What you'll need is:
French Bread Baguette
Take the grape tomatoes and dice them up into little pieces. How much you make really depends on how hungry you are or how many people you're making it for. I usually just eyeball it, and I don't make that much since I'm just feeding myself. But this is a perfect recipe for an hors d'œuvr, so you can also make a lot if you're feeding a bunch of people-- especially since now is the time when holiday parties and potlucks are happening!
Next, take your Basil leaves and rip them into tiny pieces. I used to cut them up with a knife, but then I got impatient one day and just started ripping them, which works pretty nice. How much you use depends on how much you like basil. I love basil, so the more the merrier, in my opinion! Then, put your basil and diced tomatoes in a little bowl and set them aside.
Now, take your baguette and slice it up! When I'm just eating alone, I'll just pop the little slices in my toaster, but if you're doing a lot of slices, I'd put them on a cookie sheet and toast them in your oven.
Once you've toasted your bread, grab your garlic and pull off a clove.
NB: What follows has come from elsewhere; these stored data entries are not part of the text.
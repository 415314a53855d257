use crate::logic::board::{Board, Coord, Piece};
use std::fmt;

/// Every way a requested move, jump or placement can break the rules.
#[derive(Debug, Clone, Copy, PartialEq, Eq)]
pub enum IllegalMove {
    OffBoard(Coord),
    LightSquare(Coord),
    NotDiagonalStep { from: Coord, to: Coord },
    NotDiagonalJump { from: Coord, to: Coord },
    EmptySource(Coord),
    OccupiedTarget(Coord),
    BackwardMove { from: Coord, to: Coord },
    NoCapture(Coord),
    NotYourPiece(Coord),
    /// A plain step was offered while a capture is available.
    CaptureRequired(Coord),
    /// The chain stops on a square from which another capture is possible.
    IncompleteChain(Coord),
    MalformedChain,
    GameOver,
}

impl fmt::Display for IllegalMove {
    fn fmt(&self, f: &mut fmt::Formatter<'_>) -> fmt::Result {
        match self {
            Self::OffBoard(at) => write!(f, "square {at} is outside the board"),
            Self::LightSquare(at) => {
                write!(f, "square {at} is a light square, pieces only use dark squares")
            }
            Self::NotDiagonalStep { from, to } => {
                write!(f, "{from} -> {to} is not a single diagonal step")
            }
            Self::NotDiagonalJump { from, to } => {
                write!(f, "{from} -> {to} is not a two-square diagonal jump")
            }
            Self::EmptySource(at) => write!(f, "there is no piece to move on {at}"),
            Self::OccupiedTarget(at) => write!(f, "square {at} is already occupied"),
            Self::BackwardMove { from, to } => {
                write!(f, "{from} -> {to} moves backwards, only kings may do that")
            }
            Self::NoCapture(at) => write!(f, "no opponent piece to capture on {at}"),
            Self::NotYourPiece(at) => write!(f, "the piece on {at} belongs to the opponent"),
            Self::CaptureRequired(at) => {
                write!(f, "cannot step from {at} while a capture is available")
            }
            Self::IncompleteChain(at) => write!(f, "the jump chain must continue from {at}"),
            Self::MalformedChain => write!(f, "a jump chain needs a start and at least one landing"),
            Self::GameOver => write!(f, "the game is already decided"),
        }
    }
}

impl std::error::Error for IllegalMove {}

/// Rejects squares that can never hold a piece.
pub const fn ensure_playable(at: Coord) -> Result<(), IllegalMove> {
    if !at.is_on_board() {
        return Err(IllegalMove::OffBoard(at));
    }
    if !at.is_dark() {
        return Err(IllegalMove::LightSquare(at));
    }
    Ok(())
}

/// Checks a diagonal displacement of `distance` squares and returns the moving piece.
///
/// Covers placement, bounds, geometry, occupancy and the forward-only rule for
/// men. Whether a jump actually captures something is left to the caller.
pub fn validate_displacement(
    board: &Board,
    from: Coord,
    to: Coord,
    distance: i8,
) -> Result<Piece, IllegalMove> {
    ensure_playable(from)?;
    ensure_playable(to)?;

    let d_row = to.row - from.row;
    let d_col = to.col - from.col;
    if d_row.abs() != distance || d_col.abs() != distance {
        return Err(if distance == 1 {
            IllegalMove::NotDiagonalStep { from, to }
        } else {
            IllegalMove::NotDiagonalJump { from, to }
        });
    }

    let piece = board.piece_at(from).ok_or(IllegalMove::EmptySource(from))?;
    if board.piece_at(to).is_some() {
        return Err(IllegalMove::OccupiedTarget(to));
    }
    if !piece.can_travel(d_row) {
        return Err(IllegalMove::BackwardMove { from, to });
    }

    Ok(piece)
}
#[cfg(test)]
mod tests {
    use super::*;

    fn c(row: i8, col: i8) -> Coord {
        Coord::new(row, col)
    }

    fn board_with(pieces: &[(i8, i8, Piece)]) -> Board {
        let mut board = Board::empty();
        for &(row, col, piece) in pieces {
            board.place(c(row, col), piece).unwrap();
        }
        board
    }

    fn any(mask: &DirectionMask) -> bool {
        mask.iter().flatten().flatten().any(|&flag| flag)
    }

    #[test]
    fn test_initial_position() {
        let board = Board::new();
        assert_eq!(board.count_pieces(Color::Red), 12);
        assert_eq!(board.count_pieces(Color::White), 12);
        assert_eq!(board.check_winner(), None);
        assert!(board.pieces().all(|(at, _)| at.is_dark()));
        assert!(board
            .pieces()
            .all(|(at, piece)| (piece.color == Color::Red) == (at.row <= 2)));
        assert_eq!(board.cell(c(0, 1)), Some(Cell::Unusable));
        assert_eq!(board.cell(c(3, 3)), Some(Cell::Empty));
        assert!(board.material().abs() < f64::EPSILON);
    }

    #[test]
    fn test_initial_moves() {
        let board = Board::new();
        // Front row men on (2,0),(2,2),(2,4),(2,6): seven forward steps in total.
        let moves = board.calculate_possible_moves(Color::Red);
        assert_eq!(moves.len(), 7);
        assert!(moves.iter().all(|(from, to)| from.row == 2 && to.row == 3));
        let moves = board.calculate_possible_moves(Color::White);
        assert_eq!(moves.len(), 7);
        assert!(moves.iter().all(|(from, to)| from.row == 5 && to.row == 4));
        assert!(board.calculate_possible_jumps(Color::Red, None).is_empty());
    }

    #[test]
    fn test_move_pairs_are_direction_major() {
        let board = board_with(&[(3, 3, Piece::king(Color::Red))]);
        let moves = board.calculate_possible_moves(Color::Red);
        assert_eq!(
            moves,
            vec![
                (c(3, 3), c(4, 4)),
                (c(3, 3), c(4, 2)),
                (c(3, 3), c(2, 4)),
                (c(3, 3), c(2, 2)),
            ]
        );
    }

    #[test]
    fn test_single_jump_scenario() {
        let board = board_with(&[
            (3, 3, Piece::man(Color::Red)),
            (4, 4, Piece::man(Color::White)),
        ]);
        let jumps = board.calculate_possible_jumps(Color::Red, None);
        assert_eq!(jumps, vec![(c(3, 3), c(5, 5))]);

        let mut after = board;
        let captured = after.jump_piece(c(3, 3), c(5, 5)).unwrap();
        assert_eq!(captured, Piece::man(Color::White));
        assert_eq!(after.piece_at(c(4, 4)), None);
        assert_eq!(after.piece_at(c(5, 5)), Some(Piece::man(Color::Red)));
        assert_eq!(after.check_winner(), Some(Color::Red));
    }

    #[test]
    fn test_men_only_jump_forward() {
        let board = board_with(&[
            (3, 3, Piece::man(Color::Red)),
            (2, 2, Piece::man(Color::White)),
        ]);
        // White at (2,2) jumping Red at (3,3) would move up the board.
        assert!(board.calculate_possible_jumps(Color::White, None).is_empty());
        assert!(board.calculate_possible_jumps(Color::Red, None).is_empty());

        let mut board = board;
        assert_eq!(
            board.jump_piece(c(2, 2), c(4, 4)),
            Err(IllegalMove::BackwardMove {
                from: c(2, 2),
                to: c(4, 4)
            })
        );
    }

    #[test]
    fn test_kings_jump_backwards() {
        let board = board_with(&[
            (5, 5, Piece::king(Color::Red)),
            (4, 4, Piece::man(Color::White)),
        ]);
        let jumps = board.calculate_possible_jumps(Color::Red, None);
        assert_eq!(jumps, vec![(c(5, 5), c(3, 3))]);
    }

    #[test]
    fn test_jump_blocked_by_edge_or_piece() {
        let board = board_with(&[
            (6, 6, Piece::man(Color::Red)),
            (7, 7, Piece::man(Color::White)),
            (4, 0, Piece::man(Color::Red)),
            (5, 1, Piece::man(Color::White)),
            (6, 2, Piece::man(Color::White)),
        ]);
        assert!(!any(&board.can_jump(Color::Red, None)));
    }

    #[test]
    fn test_can_jump_restricted_to_square() {
        let board = board_with(&[
            (1, 1, Piece::man(Color::Red)),
            (2, 2, Piece::man(Color::White)),
            (3, 5, Piece::man(Color::Red)),
            (4, 4, Piece::man(Color::White)),
        ]);
        assert_eq!(board.calculate_possible_jumps(Color::Red, None).len(), 2);
        assert_eq!(
            board.calculate_possible_jumps(Color::Red, Some(c(3, 5))),
            vec![(c(3, 5), c(5, 3))]
        );
        assert!(board
            .calculate_possible_jumps(Color::Red, Some(c(0, 0)))
            .is_empty());
    }

    #[test]
    fn test_move_piece_rejections() {
        let mut board = board_with(&[
            (2, 2, Piece::man(Color::Red)),
            (3, 3, Piece::man(Color::White)),
            (5, 5, Piece::man(Color::White)),
        ]);
        let before = board;

        assert_eq!(
            board.move_piece(c(2, 2), c(2, 3)),
            Err(IllegalMove::LightSquare(c(2, 3)))
        );
        assert_eq!(
            board.move_piece(c(2, 3), c(3, 4)),
            Err(IllegalMove::LightSquare(c(2, 3)))
        );
        assert_eq!(
            board.move_piece(c(7, 7), c(8, 8)),
            Err(IllegalMove::OffBoard(c(8, 8)))
        );
        assert_eq!(
            board.move_piece(c(0, 0), c(1, 1)),
            Err(IllegalMove::EmptySource(c(0, 0)))
        );
        assert_eq!(
            board.move_piece(c(2, 2), c(3, 3)),
            Err(IllegalMove::OccupiedTarget(c(3, 3)))
        );
        assert_eq!(
            board.move_piece(c(2, 2), c(4, 4)),
            Err(IllegalMove::NotDiagonalStep {
                from: c(2, 2),
                to: c(4, 4)
            })
        );
        assert_eq!(
            board.move_piece(c(5, 5), c(6, 6)),
            Err(IllegalMove::BackwardMove {
                from: c(5, 5),
                to: c(6, 6)
            })
        );
        assert_eq!(board, before);

        board.move_piece(c(2, 2), c(3, 1)).unwrap();
        assert_eq!(board.piece_at(c(3, 1)), Some(Piece::man(Color::Red)));
        assert_eq!(board.cell(c(2, 2)), Some(Cell::Empty));
    }

    #[test]
    fn test_jump_piece_requires_opponent_in_middle() {
        let mut board = board_with(&[
            (2, 2, Piece::man(Color::Red)),
            (3, 3, Piece::man(Color::Red)),
        ]);
        assert_eq!(
            board.jump_piece(c(2, 2), c(4, 4)),
            Err(IllegalMove::NoCapture(c(3, 3)))
        );
        assert_eq!(
            board.jump_piece(c(2, 2), c(4, 5)),
            Err(IllegalMove::LightSquare(c(4, 5)))
        );
        assert_eq!(
            board.jump_piece(c(2, 2), c(3, 1)),
            Err(IllegalMove::NotDiagonalJump {
                from: c(2, 2),
                to: c(3, 1)
            })
        );
        board.clear_square(c(3, 3)).unwrap();
        assert_eq!(
            board.jump_piece(c(2, 2), c(4, 4)),
            Err(IllegalMove::NoCapture(c(3, 3)))
        );
    }

    #[test]
    fn test_place_rejects_light_squares() {
        let mut board = Board::empty();
        assert_eq!(
            board.place(c(0, 1), Piece::man(Color::Red)),
            Err(IllegalMove::LightSquare(c(0, 1)))
        );
        assert_eq!(
            board.place(c(-1, 1), Piece::man(Color::Red)),
            Err(IllegalMove::OffBoard(c(-1, 1)))
        );
        assert_eq!(board.count_pieces(Color::Red), 0);
    }

    #[test]
    fn test_promotion() {
        let mut board = board_with(&[
            (7, 3, Piece::man(Color::Red)),
            (0, 4, Piece::man(Color::White)),
            (0, 0, Piece::man(Color::Red)),
            (7, 7, Piece::man(Color::White)),
        ]);
        assert_eq!(board.promote_pieces(), 2);
        assert_eq!(board.piece_at(c(7, 3)), Some(Piece::king(Color::Red)));
        assert_eq!(board.piece_at(c(0, 4)), Some(Piece::king(Color::White)));
        // Men on their own home row stay men.
        assert_eq!(board.piece_at(c(0, 0)), Some(Piece::man(Color::Red)));
        assert_eq!(board.piece_at(c(7, 7)), Some(Piece::man(Color::White)));

        let once = board;
        assert_eq!(board.promote_pieces(), 0);
        assert_eq!(board, once);

        assert!((Piece::king(Color::Red).value() - 1.5).abs() < f64::EPSILON);
        assert!((Piece::king(Color::White).value() + 1.5).abs() < f64::EPSILON);
    }

    #[test]
    fn test_check_winner() {
        assert_eq!(Board::empty().check_winner(), Some(Color::White));
        let board = board_with(&[(0, 0, Piece::man(Color::Red))]);
        assert_eq!(board.check_winner(), Some(Color::Red));
        let board = board_with(&[(7, 7, Piece::king(Color::White))]);
        assert_eq!(board.check_winner(), Some(Color::White));
        let board = board_with(&[
            (0, 0, Piece::man(Color::Red)),
            (7, 7, Piece::king(Color::White)),
        ]);
        assert_eq!(board.check_winner(), None);
    }

    #[test]
    fn test_blocked_side_has_no_action() {
        let board = board_with(&[
            (6, 0, Piece::man(Color::Red)),
            (7, 1, Piece::man(Color::White)),
        ]);
        // (7,1) is taken and the jump over it would leave the board.
        assert!(!board.has_any_action(Color::Red));
        assert!(board.has_any_action(Color::White));
    }

    #[test]
    fn test_display() {
        let text = Board::new().to_string();
        let lines: Vec<&str> = text.lines().collect();
        assert_eq!(lines.len(), 9);
        assert_eq!(lines[0], "  0 1 2 3 4 5 6 7");
        assert_eq!(lines[1], "7   w   w   w   w");
        assert_eq!(lines[8], "0 r   r   r   r  ");
    }
}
Slice the clove in half and rub it lightly across the toasted bread. This will give it a great taste. You don't even have to rub it very hard on the bread, just a light swipe on each piece will be fine!
Then take your olive oil and give the tomatoes and basil a little splash. You don't want too much, just enough to kind of give everything something to stick together. After that, give it some salt. A lot of people are bashful with salt, but one thing the italian missionaries taught us was that more salt=better. It adds a lot of flavor and I rarely, if ever, over-salt my bruschetta.
Now you're ready! Just spoon a portion onto each of your pieces of toasted bread and proceed to consume deliciousness! You can also add some cheese to your toast if you like. I started putting thin slices of parmesan cheese on the bread before toasting it in the oven, so it was melted on there. Also delicious.
I also got some clams at the grocery store, so I'm gonna make this recipe that is one of my all time favorites. I know that I'm not really making new recipes, but I thought I'd start this endeavor with things I'm familiar with before moving on to recipes I'm not familiar with. You know, gotta get my domestic mojo flowing.